***** RECORDS SHOWN

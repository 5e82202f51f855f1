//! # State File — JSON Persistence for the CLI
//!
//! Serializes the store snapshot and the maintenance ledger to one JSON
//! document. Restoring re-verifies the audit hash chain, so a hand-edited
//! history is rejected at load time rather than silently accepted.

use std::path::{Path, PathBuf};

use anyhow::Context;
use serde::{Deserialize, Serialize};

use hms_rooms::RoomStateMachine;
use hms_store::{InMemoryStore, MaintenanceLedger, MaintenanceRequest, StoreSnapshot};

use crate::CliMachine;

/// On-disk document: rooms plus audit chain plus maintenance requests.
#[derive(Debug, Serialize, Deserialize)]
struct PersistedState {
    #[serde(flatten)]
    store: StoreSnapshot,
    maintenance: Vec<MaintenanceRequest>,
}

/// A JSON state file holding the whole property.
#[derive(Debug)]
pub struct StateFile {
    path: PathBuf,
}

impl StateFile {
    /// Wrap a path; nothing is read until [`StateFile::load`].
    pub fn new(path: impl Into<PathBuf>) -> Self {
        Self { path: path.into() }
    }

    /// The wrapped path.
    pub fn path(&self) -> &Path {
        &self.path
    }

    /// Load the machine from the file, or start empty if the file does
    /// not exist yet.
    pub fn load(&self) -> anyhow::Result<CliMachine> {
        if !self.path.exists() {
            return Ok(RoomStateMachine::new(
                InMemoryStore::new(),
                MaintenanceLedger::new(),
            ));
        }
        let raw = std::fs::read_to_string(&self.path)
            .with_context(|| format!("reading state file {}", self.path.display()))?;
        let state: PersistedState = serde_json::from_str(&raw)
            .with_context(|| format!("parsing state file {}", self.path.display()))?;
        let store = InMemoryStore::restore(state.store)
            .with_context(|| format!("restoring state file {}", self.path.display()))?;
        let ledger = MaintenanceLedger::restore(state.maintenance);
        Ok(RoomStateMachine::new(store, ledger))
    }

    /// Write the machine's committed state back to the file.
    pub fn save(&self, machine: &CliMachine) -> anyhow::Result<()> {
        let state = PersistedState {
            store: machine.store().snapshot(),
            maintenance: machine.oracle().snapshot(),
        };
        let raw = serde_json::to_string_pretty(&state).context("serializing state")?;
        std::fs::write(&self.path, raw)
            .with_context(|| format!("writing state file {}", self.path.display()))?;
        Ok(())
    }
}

**********
***** RECORDS SHOWN

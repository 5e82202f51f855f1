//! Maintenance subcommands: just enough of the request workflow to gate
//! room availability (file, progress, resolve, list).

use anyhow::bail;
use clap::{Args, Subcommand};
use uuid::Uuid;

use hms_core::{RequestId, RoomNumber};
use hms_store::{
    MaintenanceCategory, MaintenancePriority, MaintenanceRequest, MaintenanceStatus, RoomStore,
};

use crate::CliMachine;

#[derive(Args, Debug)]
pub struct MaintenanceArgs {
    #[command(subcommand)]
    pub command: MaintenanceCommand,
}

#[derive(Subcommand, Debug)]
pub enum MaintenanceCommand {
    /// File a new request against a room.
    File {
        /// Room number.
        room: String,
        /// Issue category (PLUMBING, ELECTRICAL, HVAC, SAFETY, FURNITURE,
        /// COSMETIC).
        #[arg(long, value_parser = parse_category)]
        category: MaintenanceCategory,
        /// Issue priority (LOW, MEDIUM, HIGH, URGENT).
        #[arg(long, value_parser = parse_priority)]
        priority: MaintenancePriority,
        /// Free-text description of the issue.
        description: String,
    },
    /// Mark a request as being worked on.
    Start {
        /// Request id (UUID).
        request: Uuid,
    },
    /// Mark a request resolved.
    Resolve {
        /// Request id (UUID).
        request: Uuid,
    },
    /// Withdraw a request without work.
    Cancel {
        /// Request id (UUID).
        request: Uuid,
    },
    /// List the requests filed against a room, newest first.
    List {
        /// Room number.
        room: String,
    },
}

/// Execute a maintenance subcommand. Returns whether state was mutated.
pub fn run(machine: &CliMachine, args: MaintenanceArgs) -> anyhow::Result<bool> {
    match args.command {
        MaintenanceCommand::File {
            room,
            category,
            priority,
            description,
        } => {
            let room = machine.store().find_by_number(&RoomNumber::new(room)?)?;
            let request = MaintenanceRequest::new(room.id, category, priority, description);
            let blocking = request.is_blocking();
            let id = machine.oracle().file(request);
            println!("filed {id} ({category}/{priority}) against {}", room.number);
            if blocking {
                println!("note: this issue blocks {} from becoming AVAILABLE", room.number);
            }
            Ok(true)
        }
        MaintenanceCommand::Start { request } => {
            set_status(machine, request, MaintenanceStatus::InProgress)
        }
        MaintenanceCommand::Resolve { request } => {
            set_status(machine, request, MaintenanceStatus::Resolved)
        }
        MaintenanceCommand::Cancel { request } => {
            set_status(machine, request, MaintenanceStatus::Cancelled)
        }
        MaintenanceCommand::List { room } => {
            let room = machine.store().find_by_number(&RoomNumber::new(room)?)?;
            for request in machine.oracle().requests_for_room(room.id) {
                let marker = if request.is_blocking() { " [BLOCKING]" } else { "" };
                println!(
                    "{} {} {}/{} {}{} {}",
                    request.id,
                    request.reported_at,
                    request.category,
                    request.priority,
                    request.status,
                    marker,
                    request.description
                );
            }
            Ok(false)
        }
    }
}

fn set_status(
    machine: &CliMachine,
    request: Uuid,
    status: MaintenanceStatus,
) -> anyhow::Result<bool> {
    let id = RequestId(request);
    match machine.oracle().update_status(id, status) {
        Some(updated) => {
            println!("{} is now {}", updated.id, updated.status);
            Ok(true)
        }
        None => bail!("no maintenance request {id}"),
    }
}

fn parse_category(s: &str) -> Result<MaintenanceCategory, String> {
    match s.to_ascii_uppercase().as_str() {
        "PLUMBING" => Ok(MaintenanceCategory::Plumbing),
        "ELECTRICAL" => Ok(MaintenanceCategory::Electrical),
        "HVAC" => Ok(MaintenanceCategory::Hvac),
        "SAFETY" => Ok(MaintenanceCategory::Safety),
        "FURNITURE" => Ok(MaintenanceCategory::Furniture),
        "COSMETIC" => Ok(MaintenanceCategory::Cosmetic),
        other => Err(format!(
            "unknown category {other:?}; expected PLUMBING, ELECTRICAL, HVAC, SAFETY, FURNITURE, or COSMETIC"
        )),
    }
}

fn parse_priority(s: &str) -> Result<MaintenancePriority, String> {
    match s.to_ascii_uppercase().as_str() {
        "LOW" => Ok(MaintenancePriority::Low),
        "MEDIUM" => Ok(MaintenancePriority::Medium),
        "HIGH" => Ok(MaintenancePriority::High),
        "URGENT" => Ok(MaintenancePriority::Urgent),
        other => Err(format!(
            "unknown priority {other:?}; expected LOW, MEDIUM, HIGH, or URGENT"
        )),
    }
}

**********

▸ **PROBLEM TO WORK ON**
Reproduce each line of the data containing the word "description".

▸ **OUTPUT**
        /// Free-text description of the issue.
        description: String,
            description,
            let request = MaintenanceRequest::new(room.id, category, priority, description);
                    request.description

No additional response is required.